2. During discharge teaching, a client informs the nurse about a new prescription for prednisone for asthma. Which of the following client statements indicates an understanding in teaching?
- A. I will decrease my fluid intake while taking this medication.
- B. I will expect to have black, tarry stools.
- C. I will take my medication with meals.
- D. I will monitor for weight loss while on this medication.
Correct answer: C
Rationale: Taking prednisone with meals can help reduce the risk of gastrointestinal upset and irritation. It is important for the client to understand how to take the medication correctly to maximize its effectiveness and minimize potential side effects. Monitoring for weight loss or changes in stools may be important but does not directly relate to the administration of the medication with meals.
3. Which of the following scenarios represents nursing malpractice?
- A. The nurse administers penicillin to a patient with a documented history of allergy to the drug. The patient experiences an allergic reaction and suffers cerebral damage due to anoxia.
- B. The nurse applies a hot water bottle or a heating pad to the abdomen of a patient with abdominal cramping.
- C. The nurse assists a patient out of bed with the bed locked in position; the patient slips and fractures his right humerus.
- D. The nurse administers the wrong medication to a patient, resulting in vomiting.
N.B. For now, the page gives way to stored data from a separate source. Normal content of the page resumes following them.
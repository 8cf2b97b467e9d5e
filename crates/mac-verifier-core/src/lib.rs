pub mod classifier;
pub mod opener;
pub mod report;

pub use classifier::{
    annotate,
    batch::{BatchReport, OpenStatus, SourceOutcome},
    checked_output_path,
    csv_table::CsvTable,
    default_classifier::DefaultClassifier,
    AnnotatedRecord, ClassificationResult, Classifier, ClassifyError, KnownIdentifiers, Label,
    RecordSink, RecordSource, ScanRecord, SourceLoadError, VerifierSettings, CHECKED_SUFFIX,
    NETWORK_MARKER,
};
pub use opener::{NoopOpener, ResultOpener, SystemOpener};
pub use report::{render_summary, OutputFormat};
This error is documented and reported to the physician and the nursing supervisor.
Correct answer: A
Rationale: The correct answer is A. Administering a drug to a patient with a known allergy, leading to severe harm such as an allergic reaction causing cerebral damage due to anoxia, constitutes nursing malpractice. In this scenario, the nurse failed to adhere to the standard of care by administering a medication that the patient was allergic to, resulting in serious harm, which is a clear example of malpractice in nursing.
4. Which of the following conditions in the client's history is a contraindication to the use of oral contraceptives?
- A. Hyperthyroidism.
- B. Thrombophlebitis.
- C. Diverticulosis.
- D. Hypocalcemia.
Correct answer: B
Rationale: Thrombophlebitis, which is inflammation of a vein with the formation of a clot, is a contraindication to the use of oral contraceptives due to an increased risk of thromboembolism. Clients with a history of thrombophlebitis or thromboembolic disorders should avoid oral contraceptives to prevent further complications like deep vein thrombosis or pulmonary embolism.
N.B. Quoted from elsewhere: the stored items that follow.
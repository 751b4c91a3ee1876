//! Placeholder and deployment file generators.
//!
//! Generators that stand in for missing inputs (server entry, client tree,
//! package reference) never overwrite existing files. Generators whose output
//! belongs to the build (fallback page, api entrypoint) always rewrite.

use std::path::{Path, PathBuf};

use heck::ToKebabCase;
use serde::Serialize;
use serde_json::{json, Value};

use crate::defaults::ApiFormat;
use crate::error::{Error, Result};
use crate::io;
use crate::log_status;
use crate::paths::Layout;
use crate::template::{self, TemplateVars};
use crate::templates;

/// Build script placed in the package reference manifest.
pub const PACKAGE_BUILD_COMMAND: &str = "buildseq run";

#[derive(Debug, Clone, Serialize, PartialEq, Eq)]
#[serde(rename_all = "camelCase")]
pub struct Generated {
    pub target: PathBuf,
    #[serde(default, skip_serializing_if = "Vec::is_empty")]
    pub files: Vec<PathBuf>,
    #[serde(skip_serializing_if = "Option::is_none")]
    pub skipped: Option<String>,
}

impl Generated {
    fn written(target: &Path, files: Vec<PathBuf>) -> Self {
        Self {
            target: target.to_path_buf(),
            files,
            skipped: None,
        }
    }

    fn skipped(target: &Path, reason: impl Into<String>) -> Self {
        Self {
            target: target.to_path_buf(),
            files: Vec::new(),
            skipped: Some(reason.into()),
        }
    }

    pub fn is_written(&self) -> bool {
        self.skipped.is_none()
    }
}

/// Create each directory that does not exist yet. Returns the ones created.
pub fn ensure_dirs(dirs: &[PathBuf]) -> Result<Vec<PathBuf>> {
    let mut created = Vec::new();
    for dir in dirs {
        if io::ensure_dir(dir)? {
            created.push(dir.clone());
        }
    }
    Ok(created)
}

/// Write a minimal static server module if the server entry is absent.
pub fn ensure_server_entry(layout: &Layout) -> Result<Generated> {
    let target = &layout.server_entry;
    if target.exists() {
        return Ok(Generated::skipped(target, "already exists"));
    }

    let specifier = layout.client_output_specifier();
    let content = template::render(
        templates::SERVER_INDEX,
        &[(TemplateVars::CLIENT_OUTPUT, specifier.as_str())],
    );
    io::write_file_with_parents(target, &content, "write server entry")?;
    log_status!("scaffold", "Created {}", layout.display(target));

    Ok(Generated::written(target, vec![target.clone()]))
}

/// npm package name for the placeholder client.
pub fn client_package_name(app_name: &str) -> String {
    let base = app_name.to_kebab_case();
    if base.is_empty() {
        "app-client".to_string()
    } else {
        format!("{}-client", base)
    }
}

fn client_package_json(package_name: &str) -> Result<String> {
    let manifest = json!({
        "name": package_name,
        "private": true,
        "version": "0.0.0",
        "type": "module",
        "scripts": {
            "dev": "vite",
            "build": "vite build",
            "preview": "vite preview"
        },
        "dependencies": {
            "react": "^18.2.0",
            "react-dom": "^18.2.0"
        },
        "devDependencies": {
            "@vitejs/plugin-react": "^4.0.0",
            "vite": "^4.3.9"
        }
    });

    serde_json::to_string_pretty(&manifest)
        .map(|s| s + "\n")
        .map_err(|e| Error::internal_json(e.to_string(), Some("client package.json".to_string())))
}

/// Synthesize a self-contained placeholder client if the client dir is absent.
pub fn ensure_client(layout: &Layout, app_name: &str) -> Result<Generated> {
    let dir = &layout.client_dir;
    if dir.exists() {
        return Ok(Generated::skipped(dir, "already exists"));
    }

    log_status!(
        "scaffold",
        "{} not found, creating a placeholder client",
        layout.display(dir)
    );

    let package_name = client_package_name(app_name);
    let vars = [(TemplateVars::APP_NAME, app_name)];

    let files: Vec<(&str, String)> = vec![
        ("package.json", client_package_json(&package_name)?),
        ("vite.config.js", templates::CLIENT_VITE_CONFIG.to_string()),
        ("postcss.config.js", templates::CLIENT_POSTCSS_CONFIG.to_string()),
        ("index.html", template::render(templates::CLIENT_INDEX_HTML, &vars)),
        ("src/main.jsx", templates::CLIENT_MAIN_JSX.to_string()),
        ("src/App.jsx", template::render(templates::CLIENT_APP_JSX, &vars)),
        ("src/index.css", templates::CLIENT_INDEX_CSS.to_string()),
    ];

    let mut written = Vec::with_capacity(files.len());
    for (relative, content) in files {
        let path = dir.join(relative);
        io::write_file_with_parents(&path, &content, &format!("write client/{}", relative))?;
        written.push(path);
    }

    log_status!("scaffold", "Created placeholder client ({} files)", written.len());
    Ok(Generated::written(dir, written))
}

/// The client build produced nothing servable.
pub fn needs_fallback(layout: &Layout) -> bool {
    io::is_dir_empty(&layout.client_output) || !layout.public_index().is_file()
}

/// Write the static fallback page to the public index path.
pub fn write_fallback_html(layout: &Layout, app_name: &str) -> Result<Generated> {
    let target = layout.public_index();
    let content = template::render(templates::FALLBACK_HTML, &[(TemplateVars::APP_NAME, app_name)]);
    io::write_file_with_parents(&target, &content, "write fallback index.html")?;
    log_status!("scaffold", "Created fallback {}", layout.display(&target));

    Ok(Generated::written(&target, vec![target.clone()]))
}

/// Copy the client build output into the public dir.
///
/// A missing or empty source is not an error: nothing is copied and the
/// result is marked skipped.
pub fn copy_client_output(layout: &Layout) -> Result<Generated> {
    let source = &layout.client_output;
    if io::is_dir_empty(source) {
        log_status!("copy", "Nothing to copy from {}", layout.display(source));
        return Ok(Generated::skipped(&layout.public_dir, "nothing to copy"));
    }

    let count = io::copy_dir_contents(source, &layout.public_dir)?;
    log_status!(
        "copy",
        "Copied {} file(s) from {} to {}",
        count,
        layout.display(source),
        layout.display(&layout.public_dir)
    );

    Ok(Generated::written(&layout.public_dir, vec![layout.public_dir.clone()]))
}

/// Write the serverless entrypoint that loads the server bundle.
pub fn write_api_entrypoint(layout: &Layout) -> Result<Generated> {
    let target = &layout.api_entry;
    let bundle = layout.bundle_specifier();
    let public = layout.public_specifier();

    let template_text = match layout.config().api_format {
        ApiFormat::Cjs => templates::API_ENTRY_CJS,
        ApiFormat::Esm => templates::API_ENTRY_ESM,
    };
    let content = template::render(
        template_text,
        &[
            (TemplateVars::BUNDLE_PATH, bundle.as_str()),
            (TemplateVars::PUBLIC_PATH, public.as_str()),
        ],
    );

    io::write_file_with_parents(target, &content, "write api entrypoint")?;
    log_status!("scaffold", "Wrote {}", layout.display(target));

    Ok(Generated::written(target, vec![target.clone()]))
}

/// Write a copy of the root package.json with its build script pointed at
/// `build_command`. Skipped when the reference already exists or there is no
/// root manifest.
pub fn write_package_reference(layout: &Layout, build_command: &str) -> Result<Generated> {
    let target = &layout.package_reference;
    if target.exists() {
        return Ok(Generated::skipped(target, "already exists"));
    }

    let manifest_path = layout.root.join("package.json");
    if !manifest_path.is_file() {
        return Ok(Generated::skipped(target, "no package.json in project root"));
    }

    let raw = io::read_file(&manifest_path, "read package.json")?;
    let mut manifest: Value = serde_json::from_str(&raw)
        .map_err(|e| Error::validation_invalid_json(e, Some("package.json".to_string())))?;

    let Some(object) = manifest.as_object_mut() else {
        return Err(Error::validation_invalid_argument(
            "package.json",
            "Expected a JSON object",
            None,
            None,
        ));
    };

    let scripts = object
        .entry("scripts")
        .or_insert_with(|| Value::Object(Default::default()));
    if !scripts.is_object() {
        *scripts = Value::Object(Default::default());
    }
    if let Some(scripts) = scripts.as_object_mut() {
        scripts.insert("build".to_string(), Value::String(build_command.to_string()));
    }

    let content = serde_json::to_string_pretty(&manifest)
        .map_err(|e| Error::internal_json(e.to_string(), Some("package reference".to_string())))?;
    io::write_file(target, &(content + "\n"), "write package reference")?;
    log_status!("scaffold", "Created {}", layout.display(target));

    Ok(Generated::written(target, vec![target.clone()]))
}

#[cfg(test)]
mod tests {
    use super::*;
    use crate::defaults::LayoutConfig;
    use std::fs;
    use tempfile::TempDir;

    fn layout(dir: &TempDir) -> Layout {
        Layout::resolve(dir.path(), &LayoutConfig::default())
    }

    #[test]
    fn client_package_name_is_kebab_case() {
        assert_eq!(client_package_name("LostShop"), "lost-shop-client");
        assert_eq!(client_package_name("My App"), "my-app-client");
        assert_eq!(client_package_name(""), "app-client");
    }

    #[test]
    fn ensure_client_writes_placeholder_tree() {
        let dir = TempDir::new().unwrap();
        let layout = layout(&dir);

        let generated = ensure_client(&layout, "LostShop").unwrap();
        assert!(generated.is_written());
        assert_eq!(generated.files.len(), 7);

        let manifest: Value =
            serde_json::from_str(&fs::read_to_string(dir.path().join("client/package.json")).unwrap())
                .unwrap();
        assert_eq!(manifest["name"], "lost-shop-client");
        assert_eq!(manifest["scripts"]["build"], "vite build");

        let app = fs::read_to_string(dir.path().join("client/src/App.jsx")).unwrap();
        assert!(app.contains("Welcome to LostShop"));
        assert!(dir.path().join("client/src/main.jsx").is_file());
        assert!(dir.path().join("client/index.html").is_file());
    }

    #[test]
    fn ensure_client_leaves_existing_tree() {
        let dir = TempDir::new().unwrap();
        fs::create_dir(dir.path().join("client")).unwrap();

        let generated = ensure_client(&layout(&dir), "App").unwrap();
        assert!(!generated.is_written());
        assert!(!dir.path().join("client/package.json").exists());
    }

    #[test]
    fn server_entry_points_at_client_output() {
        let dir = TempDir::new().unwrap();
        let layout = layout(&dir);

        ensure_server_entry(&layout).unwrap();
        let content = fs::read_to_string(&layout.server_entry).unwrap();
        assert!(content.contains("'../client/dist'"));

        fs::write(&layout.server_entry, "custom").unwrap();
        assert!(!ensure_server_entry(&layout).unwrap().is_written());
        assert_eq!(fs::read_to_string(&layout.server_entry).unwrap(), "custom");
    }

    #[test]
    fn fallback_needed_until_public_index_exists() {
        let dir = TempDir::new().unwrap();
        let layout = layout(&dir);
        assert!(needs_fallback(&layout));

        write_fallback_html(&layout, "Shop").unwrap();
        // The client output is still empty, so the page stays a fallback.
        assert!(needs_fallback(&layout));

        fs::create_dir_all(&layout.client_output).unwrap();
        fs::write(layout.client_output.join("index.html"), "<html>").unwrap();
        assert!(!needs_fallback(&layout));
    }

    #[test]
    fn copy_tolerates_missing_source() {
        let dir = TempDir::new().unwrap();
        let generated = copy_client_output(&layout(&dir)).unwrap();
        assert_eq!(generated.skipped.as_deref(), Some("nothing to copy"));
    }

    #[test]
    fn copy_moves_build_into_public_dir() {
        let dir = TempDir::new().unwrap();
        let layout = layout(&dir);
        fs::create_dir_all(layout.client_output.join("assets")).unwrap();
        fs::write(layout.client_output.join("index.html"), "<html>").unwrap();
        fs::write(layout.client_output.join("assets/app.js"), "1").unwrap();

        assert!(copy_client_output(&layout).unwrap().is_written());
        assert!(layout.public_index().is_file());
        assert!(layout.public_dir.join("assets/app.js").is_file());
    }

    #[test]
    fn api_entrypoint_formats() {
        let dir = TempDir::new().unwrap();
        let cjs = layout(&dir);
        write_api_entrypoint(&cjs).unwrap();
        let content = fs::read_to_string(&cjs.api_entry).unwrap();
        assert!(content.contains("require('../dist/index.js')"));
        assert!(content.contains("'../dist/public'"));

        let esm = Layout::resolve(
            dir.path(),
            &LayoutConfig {
                api_format: ApiFormat::Esm,
                ..LayoutConfig::default()
            },
        );
        write_api_entrypoint(&esm).unwrap();
        let content = fs::read_to_string(&esm.api_entry).unwrap();
        assert!(content.contains("import * as server from '../dist/index.js'"));
    }

    #[test]
    fn package_reference_rewrites_build_script_once() {
        let dir = TempDir::new().unwrap();
        let layout = layout(&dir);

        assert_eq!(
            write_package_reference(&layout, PACKAGE_BUILD_COMMAND)
                .unwrap()
                .skipped
                .as_deref(),
            Some("no package.json in project root")
        );

        fs::write(
            dir.path().join("package.json"),
            r#"{"name": "shop", "scripts": {"build": "node build-sequence.js", "start": "node dist"}}"#,
        )
        .unwrap();

        assert!(write_package_reference(&layout, PACKAGE_BUILD_COMMAND)
            .unwrap()
            .is_written());
        let reference: Value =
            serde_json::from_str(&fs::read_to_string(&layout.package_reference).unwrap()).unwrap();
        assert_eq!(reference["scripts"]["build"], "buildseq run");
        assert_eq!(reference["scripts"]["start"], "node dist");

        let again = write_package_reference(&layout, "other").unwrap();
        assert_eq!(again.skipped.as_deref(), Some("already exists"));
    }
}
5. When creating a plan of care for a newly admitted client with obsessive-compulsive disorder, which of the following interventions should the nurse take?
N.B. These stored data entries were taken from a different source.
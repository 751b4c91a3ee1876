use std::path::PathBuf;

use buildseq::defaults::{self, BuildConfig};
use buildseq::paths;

pub type CmdResult<T> = buildseq::Result<(T, i32)>;

pub(crate) struct GlobalArgs {
    pub root: Option<String>,
    pub config: Option<String>,
}

/// Project root and loaded configuration shared by every command.
pub(crate) struct Project {
    pub root: PathBuf,
    pub config: BuildConfig,
    pub config_file: Option<PathBuf>,
}

impl GlobalArgs {
    pub(crate) fn load(&self) -> buildseq::Result<Project> {
        let root = paths::resolve_root(self.root.as_deref())?;

        let explicit = match self.config.as_deref() {
            Some(raw) => Some(PathBuf::from(paths::expand(raw, "config")?)),
            None => None,
        };

        let config = defaults::load_config(&root, explicit.as_deref())?;
        let config_file = explicit.or_else(|| {
            defaults::config_exists(&root).then(|| defaults::config_path(&root))
        });

        Ok(Project {
            root,
            config,
            config_file,
        })
    }
}

pub mod db;
pub mod env;
pub mod fix_paths;
pub mod plan;
pub mod run;
pub mod scaffold;

macro_rules! dispatch {
    ($args:expr, $global:expr, $module:ident) => {
        buildseq::output::map_cmd_result_to_json($module::run($args, $global))
    };
}

pub(crate) fn run_json(
    command: crate::Commands,
    global: &GlobalArgs,
) -> (buildseq::Result<serde_json::Value>, i32) {
    match command {
        crate::Commands::Run(args) => dispatch!(args, global, run),
        crate::Commands::Plan(args) => dispatch!(args, global, plan),
        crate::Commands::FixPaths(args) => dispatch!(args, global, fix_paths),
        crate::Commands::Db(args) => dispatch!(args, global, db),
        crate::Commands::Env(args) => dispatch!(args, global, env),
        crate::Commands::Scaffold(args) => dispatch!(args, global, scaffold),
    }
}
// Command execution seam for build steps: real shell locally, fakes in tests.

use std::path::Path;

use crate::command::{self, CommandOutput};

/// Runs a step's shell command to completion.
pub trait CommandRunner {
    fn run(&self, command: &str, cwd: &Path) -> CommandOutput;
}

/// Runs commands through the platform shell, streaming output to stderr.
#[derive(Debug, Clone, Copy, Default)]
pub struct ShellRunner;

impl CommandRunner for ShellRunner {
    fn run(&self, command: &str, cwd: &Path) -> CommandOutput {
        if !cwd.is_dir() {
            return CommandOutput {
                success: false,
                exit_code: -1,
                tail: vec![format!("Working directory not found: {}", cwd.display())],
            };
        }
        command::run_streaming(command, Some(cwd), None)
    }
}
- A. Allow the client enough time to perform rituals
- B. Give the client autonomy in scheduling activities
- C. Discourage the client from exploring irrational fears
- D. Provide negative reinforcement for ritualistic behaviors
Correct answer: A
Rationale: Individuals with obsessive-compulsive disorder often feel compelled to perform rituals to alleviate anxiety. Allowing the client enough time to perform these rituals can help reduce their anxiety levels and promote a sense of control. Providing autonomy in scheduling activities can also empower the client and enhance their sense of independence. Discouraging exploration of irrational fears may increase anxiety and worsen symptoms. Negative reinforcement for ritualistic behaviors is not recommended as it can be counterproductive and reinforce the behavior.